В XVIII в. в западной мысли преобладало представление о совершенстве природы. Считалось, что человечество улучшит ее окультуриванием, слово «улучшение» звучало как заклинание. Упорядоченные поля, прореженные леса и чистенькие деревни превращали первобытную дикость в приятные взгляду продуктивные ландшафты. Девственные леса Нового Света были, наоборот, «глухой чащей», подлежавшей покорению{351}. Хаос требовал упорядочения, зло – преобразования в добро. В 1748 г. французский мыслитель Монтескье написал, что человечество «сделало землю более подходящей для проживания», заселив ее трудом собственных рук, при помощи своих орудий труда{352}. Сады, ломящиеся от плодов, аккуратные огороды и луга с пасущимся скотом представлялись в те времена идеалом природы{353}. Это был образец, надолго утвердившийся в западном мире. Почти через столетие после формулировок Монтескье, в 1833 г., французский историк Алексис де Токвиль, во время посещения Соединенных Штатов, подумал, что именно «идея подрыва» – тесак человека в американской глуши – придает пейзажу его «трогательную прелесть»{354}.

Некоторые североамериканские мыслители высказывались даже в том смысле, что после прибытия первых поселенцев сам климат поменялся к лучшему. Срубание каждого дерева в непроходимом лесу, утверждали они, делает воздух здоровее и пригоднее для дыхания. Отсутствие доказательств не смущало их и не мешало пропагандировать свои теории. Например, Хью Вильямсон, врач и политик из Северной Каролины, напечатал в 1770 г. статью, в которой восхвалял сведение больших участков леса, шедшее, по его уверениям, на благо климату{355}. Некоторые считали, что вырубка лесов усилит ветры, которые станут разносить по стране более здоровый воздух. Всего за шесть лет до того, как Гумбольдт побывал на озере Валенсия, один американец предлагал валить лес в глубине континента, чтобы осушать болота вдоль океанского побережья{356}. Немногочисленные тревожные голоса не были слышны, несогласие выражалось разве что в частной переписке и в разговорах. В целом большинство соглашалось, что «покорение дикой природы» было «фундаментом будущих выгод»{357}.

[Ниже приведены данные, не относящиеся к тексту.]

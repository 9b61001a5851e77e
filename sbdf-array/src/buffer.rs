use std::ops::Range;

use bytes::Bytes;
use sbdf_error::{SbdfResult, sbdf_bail, sbdf_err};

/// Contiguous little-endian elements of a single fixed width.
#[derive(Debug, Clone, PartialEq, Eq)]
pub struct FixedWidthBuffer {
    width: usize,
    bytes: Bytes,
}

impl FixedWidthBuffer {
    /// Wrap `bytes` as elements of `width` bytes each.
    pub fn try_new(width: usize, bytes: Bytes) -> SbdfResult<Self> {
        if width == 0 {
            sbdf_bail!("fixed width buffer must have a non-zero width");
        }
        if bytes.len() % width != 0 {
            sbdf_bail!(
                InvalidSize: "{} bytes is not a multiple of the element width {}",
                bytes.len(),
                width
            );
        }
        Ok(Self { width, bytes })
    }

    /// Callers guarantee `bytes` holds whole elements.
    pub(crate) fn from_parts(width: usize, bytes: Bytes) -> Self {
        Self { width, bytes }
    }

    /// The width of one element in bytes.
    pub fn width(&self) -> usize {
        self.width
    }

    /// The number of elements.
    pub fn len(&self) -> usize {
        self.bytes.len() / self.width
    }

    /// Whether the buffer holds no elements.
    pub fn is_empty(&self) -> bool {
        self.bytes.is_empty()
    }

    /// All element bytes, back to back.
    pub fn bytes(&self) -> &Bytes {
        &self.bytes
    }

    /// The bytes of element `index`. Panics if out of bounds.
    pub fn element(&self, index: usize) -> &[u8] {
        &self.bytes[index * self.width..(index + 1) * self.width]
    }

    /// Iterate the element bytes.
    pub fn elements(&self) -> impl Iterator<Item = &[u8]> + '_ {
        self.bytes.chunks_exact(self.width)
    }

    /// The elements in `range`, sharing the underlying allocation.
    pub fn slice(&self, range: Range<usize>) -> Self {
        Self {
            width: self.width,
            bytes: self.bytes.slice(range.start * self.width..range.end * self.width),
        }
    }
}

/// Variable-length byte sequences stored in one flat buffer plus an offsets table.
///
/// There is one more offset than elements; element `i` spans `offsets[i]..offsets[i + 1]`.
/// The first offset is always zero and the last equals the length of the data, so two buffers
/// holding the same elements compare equal.
#[derive(Debug, Clone, PartialEq, Eq)]
pub struct VarBinBuffer {
    bytes: Bytes,
    offsets: Vec<usize>,
}

impl Default for VarBinBuffer {
    fn default() -> Self {
        Self {
            bytes: Bytes::new(),
            offsets: vec![0],
        }
    }
}

impl VarBinBuffer {
    /// Validate and wrap a data buffer and its offsets.
    pub fn try_new(bytes: Bytes, offsets: Vec<usize>) -> SbdfResult<Self> {
        match (offsets.first(), offsets.last()) {
            (Some(0), Some(&last)) if last == bytes.len() => {}
            _ => sbdf_bail!(
                InvalidSize: "offsets must start at 0 and end at the data length {}",
                bytes.len()
            ),
        }
        if offsets.windows(2).any(|w| w[0] > w[1]) {
            sbdf_bail!(InvalidSize: "offsets must be non-decreasing");
        }
        Ok(Self { bytes, offsets })
    }

    /// Build a buffer from an iterator of byte sequences.
    pub fn from_iter_nonnull<T: AsRef<[u8]>, I: IntoIterator<Item = T>>(iter: I) -> Self {
        let iter = iter.into_iter();
        let mut builder = VarBinBuilder::with_capacity(iter.size_hint().0);
        for value in iter {
            builder.append_value(value.as_ref());
        }
        builder.finish()
    }

    /// The number of elements.
    pub fn len(&self) -> usize {
        self.offsets.len() - 1
    }

    /// Whether the buffer holds no elements.
    pub fn is_empty(&self) -> bool {
        self.len() == 0
    }

    /// The concatenated element bytes.
    pub fn bytes(&self) -> &Bytes {
        &self.bytes
    }

    /// The offsets table, one longer than the element count.
    pub fn offsets(&self) -> &[usize] {
        &self.offsets
    }

    /// The bytes of element `index`. Panics if out of bounds.
    pub fn bytes_at(&self, index: usize) -> &[u8] {
        &self.bytes[self.offsets[index]..self.offsets[index + 1]]
    }

    /// Iterate the element bytes.
    pub fn iter(&self) -> impl Iterator<Item = &[u8]> + '_ {
        self.offsets
            .windows(2)
            .map(|w| &self.bytes[w[0]..w[1]])
    }

    /// The elements in `range`, sharing the data allocation.
    pub fn slice(&self, range: Range<usize>) -> Self {
        let start = self.offsets[range.start];
        let end = self.offsets[range.end];
        Self {
            bytes: self.bytes.slice(start..end),
            offsets: self.offsets[range.start..=range.end]
                .iter()
                .map(|o| o - start)
                .collect(),
        }
    }
}

/// Incrementally builds a [`VarBinBuffer`].
#[derive(Debug)]
pub struct VarBinBuilder {
    bytes: Vec<u8>,
    offsets: Vec<usize>,
}

impl Default for VarBinBuilder {
    fn default() -> Self {
        Self::with_capacity(0)
    }
}

impl VarBinBuilder {
    /// A builder with room for `len` elements.
    pub fn with_capacity(len: usize) -> Self {
        let mut offsets = Vec::with_capacity(len + 1);
        offsets.push(0);
        Self {
            bytes: Vec::new(),
            offsets,
        }
    }

    /// Reserve room for `additional` elements holding `additional_bytes` bytes in total,
    /// failing with `OutOfMemory` when the allocation cannot be made.
    pub fn try_reserve(&mut self, additional: usize, additional_bytes: usize) -> SbdfResult<()> {
        self.offsets
            .try_reserve(additional)
            .map_err(|e| sbdf_err!(OutOfMemory: "cannot reserve {} offsets: {}", additional, e))?;
        self.bytes.try_reserve(additional_bytes).map_err(
            |e| sbdf_err!(OutOfMemory: "cannot reserve {} bytes: {}", additional_bytes, e),
        )?;
        Ok(())
    }

    /// Append one element.
    #[inline]
    pub fn append_value(&mut self, value: &[u8]) {
        self.bytes.extend_from_slice(value);
        self.offsets.push(self.bytes.len());
    }

    /// The number of elements appended so far.
    pub fn len(&self) -> usize {
        self.offsets.len() - 1
    }

    /// Whether nothing has been appended.
    pub fn is_empty(&self) -> bool {
        self.len() == 0
    }

    /// Finish into an immutable buffer.
    pub fn finish(self) -> VarBinBuffer {
        VarBinBuffer {
            bytes: Bytes::from(self.bytes),
            offsets: self.offsets,
        }
    }
}
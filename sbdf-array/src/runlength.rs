use bytes::Bytes;
use itertools::Itertools;
use sbdf_error::{SbdfResult, sbdf_bail, sbdf_err};

use crate::builder::ValuesBuilder;
use crate::values::Values;

/// The longest run a single run byte can describe.
pub const MAX_RUN_LENGTH: usize = 256;

/// Consecutive equal elements collapsed into one value plus a repeat count.
///
/// `runs[i]` holds `repeat - 1` for `values[i]`, so a run covers between 1 and
/// [`MAX_RUN_LENGTH`] rows. Longer runs are split.
#[derive(Debug, Clone, PartialEq, Eq)]
pub struct RunLengthArray {
    row_count: usize,
    runs: Bytes,
    values: Values,
}

impl RunLengthArray {
    /// Validate and wrap decoded run-length parts.
    pub fn try_new(row_count: usize, runs: Bytes, values: Values) -> SbdfResult<Self> {
        if runs.len() != values.len() {
            sbdf_bail!(
                RowCountMismatch: "{} run lengths for {} run values",
                runs.len(),
                values.len()
            );
        }
        let covered: usize = runs.iter().map(|&r| usize::from(r) + 1).sum();
        if covered != row_count {
            sbdf_bail!(
                RowCountMismatch: "runs cover {} rows but the array declares {}",
                covered,
                row_count
            );
        }
        Ok(Self {
            row_count,
            runs,
            values,
        })
    }

    /// Collapse runs of byte-equal consecutive elements.
    pub fn encode(values: &Values) -> SbdfResult<Self> {
        let mut runs = Vec::new();
        let mut run_values = ValuesBuilder::new(values.value_type());
        for (repeat, element) in values.iter_elements().dedup_with_count() {
            let mut remaining = repeat;
            while remaining > 0 {
                let run = remaining.min(MAX_RUN_LENGTH);
                runs.push(
                    u8::try_from(run - 1)
                        .map_err(|_| sbdf_err!("run of {} does not fit a run byte", run))?,
                );
                run_values.append_element_bytes(element, 1)?;
                remaining -= run;
            }
        }
        Ok(Self {
            row_count: values.len(),
            runs: Bytes::from(runs),
            values: run_values.finish(),
        })
    }

    /// Expand back into one element per row.
    pub fn decode(&self) -> SbdfResult<Values> {
        let mut builder = ValuesBuilder::try_with_capacity(self.values.value_type(), self.row_count)?;
        for (&run, element) in self.runs.iter().zip(self.values.iter_elements()) {
            builder.append_element_bytes(element, usize::from(run) + 1)?;
        }
        Ok(builder.finish())
    }

    /// The number of rows the runs expand to.
    pub fn row_count(&self) -> usize {
        self.row_count
    }

    /// One `repeat - 1` byte per run.
    pub fn runs(&self) -> &Bytes {
        &self.runs
    }

    /// One value per run.
    pub fn values(&self) -> &Values {
        &self.values
    }
}

#[cfg(test)]
mod test {
    use rstest::rstest;
    use sbdf_error::ErrorKind;

    use super::*;

    #[test]
    fn collapses_runs() {
        let values = Values::from_i32s(&[7, 7, 7, 1, 2, 2]);
        let encoded = RunLengthArray::encode(&values).unwrap();
        assert_eq!(encoded.row_count(), 6);
        assert_eq!(encoded.runs().as_ref(), &[2, 0, 1]);
        assert_eq!(encoded.values().as_i32s().unwrap(), vec![7, 1, 2]);
        assert_eq!(encoded.decode().unwrap(), values);
    }

    #[rstest]
    #[case(256, &[255])]
    #[case(257, &[255, 0])]
    #[case(600, &[255, 255, 87])]
    fn splits_long_runs(#[case] len: usize, #[case] runs: &[u8]) {
        let values = Values::from_strs(std::iter::repeat_n("x", len));
        let encoded = RunLengthArray::encode(&values).unwrap();
        assert_eq!(encoded.runs().as_ref(), runs);
        assert_eq!(encoded.decode().unwrap(), values);
    }

    #[test]
    fn empty_input() {
        let values = Values::empty(sbdf_dtype::ValueType::Decimal);
        let encoded = RunLengthArray::encode(&values).unwrap();
        assert_eq!(encoded.row_count(), 0);
        assert!(encoded.runs().is_empty());
        assert_eq!(encoded.decode().unwrap(), values);
    }

    #[test]
    fn inconsistent_parts() {
        let values = Values::from_bools(&[true, false]);
        let err = RunLengthArray::try_new(4, Bytes::from_static(&[1]), values.clone()).unwrap_err();
        assert_eq!(err.kind(), ErrorKind::RowCountMismatch);
        let err = RunLengthArray::try_new(5, Bytes::from_static(&[1, 1]), values.clone()).unwrap_err();
        assert_eq!(err.kind(), ErrorKind::RowCountMismatch);
        assert!(RunLengthArray::try_new(4, Bytes::from_static(&[1, 1]), values).is_ok());
    }
}
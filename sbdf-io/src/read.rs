use std::io::{self, Read};

use bytes::Bytes;
use sbdf_error::{SbdfResult, sbdf_err};

use crate::packed::decode_packed;

/// Extension methods for reading SBDF primitives from a blocking stream.
///
/// A stream that ends early surfaces as [`SbdfError::Io`](sbdf_error::SbdfError::Io) with
/// kind [`UnexpectedEof`](io::ErrorKind::UnexpectedEof).
pub trait SbdfRead: Read {
    /// Read a single byte.
    fn read_u8(&mut self) -> SbdfResult<u8> {
        Ok(self.read_array::<1>()?[0])
    }

    /// Read exactly `N` bytes into an array.
    fn read_array<const N: usize>(&mut self) -> SbdfResult<[u8; N]> {
        let mut buf = [0u8; N];
        self.read_exact(&mut buf)?;
        Ok(buf)
    }

    /// Read a little-endian `i32`.
    fn read_i32_le(&mut self) -> SbdfResult<i32> {
        Ok(i32::from_le_bytes(self.read_array()?))
    }

    /// Read a little-endian `i32` that must be a non-negative count or length.
    fn read_count(&mut self) -> SbdfResult<usize> {
        let count = self.read_i32_le()?;
        usize::try_from(count).map_err(|_| sbdf_err!(InvalidSize: "negative count {}", count))
    }

    /// Read exactly `len` bytes.
    ///
    /// The buffer is reserved up front, so a corrupt length fails with
    /// [`OutOfMemory`](sbdf_error::SbdfError::OutOfMemory) instead of aborting.
    fn read_bytes(&mut self, len: usize) -> SbdfResult<Bytes> {
        let mut buf = Vec::new();
        buf.try_reserve_exact(len)
            .map_err(|e| sbdf_err!(OutOfMemory: "cannot allocate {} bytes: {}", len, e))?;
        let read = (&mut *self).take(len as u64).read_to_end(&mut buf)?;
        if read != len {
            return Err(io::Error::new(
                io::ErrorKind::UnexpectedEof,
                format!("expected {len} bytes, stream ended after {read}"),
            )
            .into());
        }
        Ok(Bytes::from(buf))
    }

    /// Read an `i32` byte length followed by that many bytes.
    fn read_prefixed_bytes(&mut self) -> SbdfResult<Bytes> {
        let len = self.read_count()?;
        self.read_bytes(len)
    }

    /// Read an `i32` byte length followed by that many bytes of UTF-8.
    fn read_string(&mut self) -> SbdfResult<String> {
        let bytes = self.read_prefixed_bytes()?;
        Ok(String::from_utf8(bytes.to_vec())?)
    }

    /// Read a 7-bit packed length.
    fn read_packed_len(&mut self) -> SbdfResult<usize> {
        decode_packed(|| self.read_u8())
    }

    /// Consume and discard exactly `len` bytes.
    fn skip_bytes(&mut self, len: usize) -> SbdfResult<()> {
        let skipped = io::copy(&mut (&mut *self).take(len as u64), &mut io::sink())?;
        if skipped != len as u64 {
            return Err(io::Error::new(
                io::ErrorKind::UnexpectedEof,
                format!("expected to skip {len} bytes, stream ended after {skipped}"),
            )
            .into());
        }
        Ok(())
    }

    /// Skip an `i32` length-prefixed string or byte sequence.
    fn skip_prefixed_bytes(&mut self) -> SbdfResult<()> {
        let len = self.read_count()?;
        self.skip_bytes(len)
    }
}

impl<R: Read + ?Sized> SbdfRead for R {}
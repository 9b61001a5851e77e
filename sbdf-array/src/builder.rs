use bytes::Bytes;
use sbdf_dtype::ValueType;
use sbdf_error::{SbdfResult, sbdf_bail, sbdf_err};

use crate::buffer::{FixedWidthBuffer, VarBinBuilder};
use crate::value::{Value, type_mismatch};
use crate::values::{Storage, Values};

#[derive(Debug)]
enum BuilderStorage {
    Fixed { width: usize, bytes: Vec<u8> },
    Variable(VarBinBuilder),
}

/// Accumulates elements of one [`ValueType`] into a [`Values`].
#[derive(Debug)]
pub struct ValuesBuilder {
    value_type: ValueType,
    storage: BuilderStorage,
    len: usize,
}

impl ValuesBuilder {
    /// An empty builder.
    pub fn new(value_type: ValueType) -> Self {
        let storage = match value_type.fixed_width() {
            Some(width) => BuilderStorage::Fixed {
                width,
                bytes: Vec::new(),
            },
            None => BuilderStorage::Variable(VarBinBuilder::default()),
        };
        Self {
            value_type,
            storage,
            len: 0,
        }
    }

    /// An empty builder with room for `capacity` elements.
    ///
    /// `capacity` is usually a count read from a stream, so a failed allocation is reported as
    /// `OutOfMemory` rather than aborting.
    pub fn try_with_capacity(value_type: ValueType, capacity: usize) -> SbdfResult<Self> {
        let mut builder = Self::new(value_type);
        builder.try_reserve(capacity, 0)?;
        Ok(builder)
    }

    /// Reserve room for `additional` more elements. For variable-width types
    /// `additional_bytes` is the total payload expected.
    pub fn try_reserve(&mut self, additional: usize, additional_bytes: usize) -> SbdfResult<()> {
        match &mut self.storage {
            BuilderStorage::Fixed { width, bytes } => {
                let needed = additional.checked_mul(*width).ok_or_else(
                    || sbdf_err!(OutOfMemory: "{} elements of width {} overflow", additional, width),
                )?;
                bytes
                    .try_reserve(needed)
                    .map_err(|e| sbdf_err!(OutOfMemory: "cannot reserve {} bytes: {}", needed, e))
            }
            BuilderStorage::Variable(builder) => builder.try_reserve(additional, additional_bytes),
        }
    }

    /// The type of the elements being built.
    pub fn value_type(&self) -> ValueType {
        self.value_type
    }

    /// The number of elements appended so far.
    pub fn len(&self) -> usize {
        self.len
    }

    /// Whether nothing has been appended.
    pub fn is_empty(&self) -> bool {
        self.len == 0
    }

    /// Append a single element.
    pub fn append_value(&mut self, value: &Value) -> SbdfResult<()> {
        if value.value_type() != self.value_type {
            return Err(type_mismatch(self.value_type, value));
        }
        match &mut self.storage {
            BuilderStorage::Fixed { bytes, .. } => value.write_element(bytes),
            BuilderStorage::Variable(builder) => {
                let mut element = Vec::new();
                value.write_element(&mut element);
                builder.append_value(&element);
            }
        }
        self.len += 1;
        Ok(())
    }

    /// Append every element of `values`.
    pub fn append_values(&mut self, values: &Values) -> SbdfResult<()> {
        if values.value_type() != self.value_type {
            sbdf_bail!(
                ValueTypesMustBeEqual: "cannot append {} values to a {} builder",
                values.value_type(),
                self.value_type
            );
        }
        match (&mut self.storage, values.storage()) {
            (BuilderStorage::Fixed { bytes, .. }, Storage::Fixed(buffer)) => {
                bytes.extend_from_slice(buffer.bytes());
            }
            (BuilderStorage::Variable(builder), Storage::Variable(buffer)) => {
                for element in buffer.iter() {
                    builder.append_value(element);
                }
            }
            _ => sbdf_bail!("storage does not match value type {}", self.value_type),
        }
        self.len += values.len();
        Ok(())
    }

    /// Append the raw wire bytes of one element, repeated `times` times.
    ///
    /// Fixed-width elements must be exactly the type's width and String elements valid UTF-8.
    /// Any non-zero Bool byte is stored as `1`.
    pub fn append_element_bytes(&mut self, element: &[u8], times: usize) -> SbdfResult<()> {
        match &mut self.storage {
            BuilderStorage::Fixed { width, bytes } => {
                if element.len() != *width {
                    sbdf_bail!(
                        InvalidSize: "{} element must be {} bytes, got {}",
                        self.value_type,
                        width,
                        element.len()
                    );
                }
                if self.value_type == ValueType::Bool {
                    let byte = u8::from(element.iter().any(|&b| b != 0));
                    bytes.resize(bytes.len() + times, byte);
                } else {
                    for _ in 0..times {
                        bytes.extend_from_slice(element);
                    }
                }
            }
            BuilderStorage::Variable(builder) => {
                if self.value_type == ValueType::String {
                    std::str::from_utf8(element)
                        .map_err(|e| sbdf_err!("string element is not valid UTF-8: {}", e))?;
                }
                for _ in 0..times {
                    builder.append_value(element);
                }
            }
        }
        self.len += times;
        Ok(())
    }

    /// Append `count` missing-value placeholders.
    pub fn append_missing(&mut self, count: usize) {
        match &mut self.storage {
            // every placeholder is all zero bytes
            BuilderStorage::Fixed { width, bytes } => bytes.resize(bytes.len() + count * *width, 0),
            BuilderStorage::Variable(builder) => {
                for _ in 0..count {
                    builder.append_value(&[]);
                }
            }
        }
        self.len += count;
    }

    /// Finish into an immutable [`Values`].
    pub fn finish(self) -> Values {
        let storage = match self.storage {
            BuilderStorage::Fixed { width, bytes } => {
                Storage::Fixed(FixedWidthBuffer::from_parts(width, Bytes::from(bytes)))
            }
            BuilderStorage::Variable(builder) => Storage::Variable(builder.finish()),
        };
        Values::from_storage(self.value_type, storage)
    }
}

#[cfg(test)]
mod test {
    use sbdf_error::ErrorKind;

    use super::*;

    #[test]
    fn bool_elements_are_zero_or_one() {
        let mut builder = ValuesBuilder::new(ValueType::Bool);
        builder.append_element_bytes(&[0x02], 2).unwrap();
        builder.append_element_bytes(&[0x00], 1).unwrap();
        assert_eq!(builder.finish(), Values::from_bools(&[true, true, false]));
    }

    #[test]
    fn appends_values_and_elements() {
        let mut builder = ValuesBuilder::try_with_capacity(ValueType::Int32, 4).unwrap();
        builder.append_values(&Values::from_i32s(&[1, 2])).unwrap();
        builder.append_value(&Value::Int32(3)).unwrap();
        builder.append_element_bytes(&4i32.to_le_bytes(), 2).unwrap();
        builder.append_missing(1);
        assert_eq!(builder.len(), 6);
        assert_eq!(builder.finish().as_i32s().unwrap(), vec![1, 2, 3, 4, 4, 0]);
    }

    #[test]
    fn rejects_other_types() {
        let mut builder = ValuesBuilder::new(ValueType::String);
        assert_eq!(
            builder
                .append_values(&Values::from_bools(&[true]))
                .unwrap_err()
                .kind(),
            ErrorKind::ValueTypesMustBeEqual
        );
        assert_eq!(
            builder.append_value(&Value::Bool(true)).unwrap_err().kind(),
            ErrorKind::ValueTypesMustBeEqual
        );
        builder.append_values(&Values::from_strs(["a", "b"])).unwrap();
        builder.append_element_bytes(b"c", 1).unwrap();
        assert_eq!(builder.finish(), Values::from_strs(["a", "b", "c"]));
    }

    #[test]
    fn huge_reservation_is_out_of_memory() {
        let err = ValuesBuilder::try_with_capacity(ValueType::Decimal, usize::MAX / 2).unwrap_err();
        assert_eq!(err.kind(), ErrorKind::OutOfMemory);
    }
}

Больше всего, видимо, постарался ради распространения этого взгляда французский натуралист Жорж Луи Леклерк, граф де Бюффон. В середине XVIII в. Бюффон изображал первозданный лес как жуткое место, полное гниющих древесных стволов, разлагающейся листвы, растений-паразитов, смердящих стоячих водоемов и ядовитых насекомых{358}. Дикая природа, учил Бюффон, давно не та, какой была некогда. Он умер за год до Французской революции, но его представления о Новом Свете преобладали еще долго. Красота уравнивалась с пользой, каждый акр [1 акр = 4046,86 м?], отнятый у чащи, объявлялся победой цивилизованного человека над дикой природой. «Красивой» Бюффон называл только «окультуренную природу»{359}.

Однако Гумбольдт предупреждал, что человечеству необходимо понять, как работают силы природы, как связаны все эти разнообразные нити. Люди не могут просто менять естественный мир по своей воле и к своей выгоде. «Человек способен только воздействовать на природу и использовать ее силы в своих целях»{360}. Позднее Гумбольдт исправил окончание этой фразы: «…понимая ее законы». Человечество, предупреждал он, обладает силой и властью уничтожать окружающую среду, и последствия могут быть катастрофическими{361}.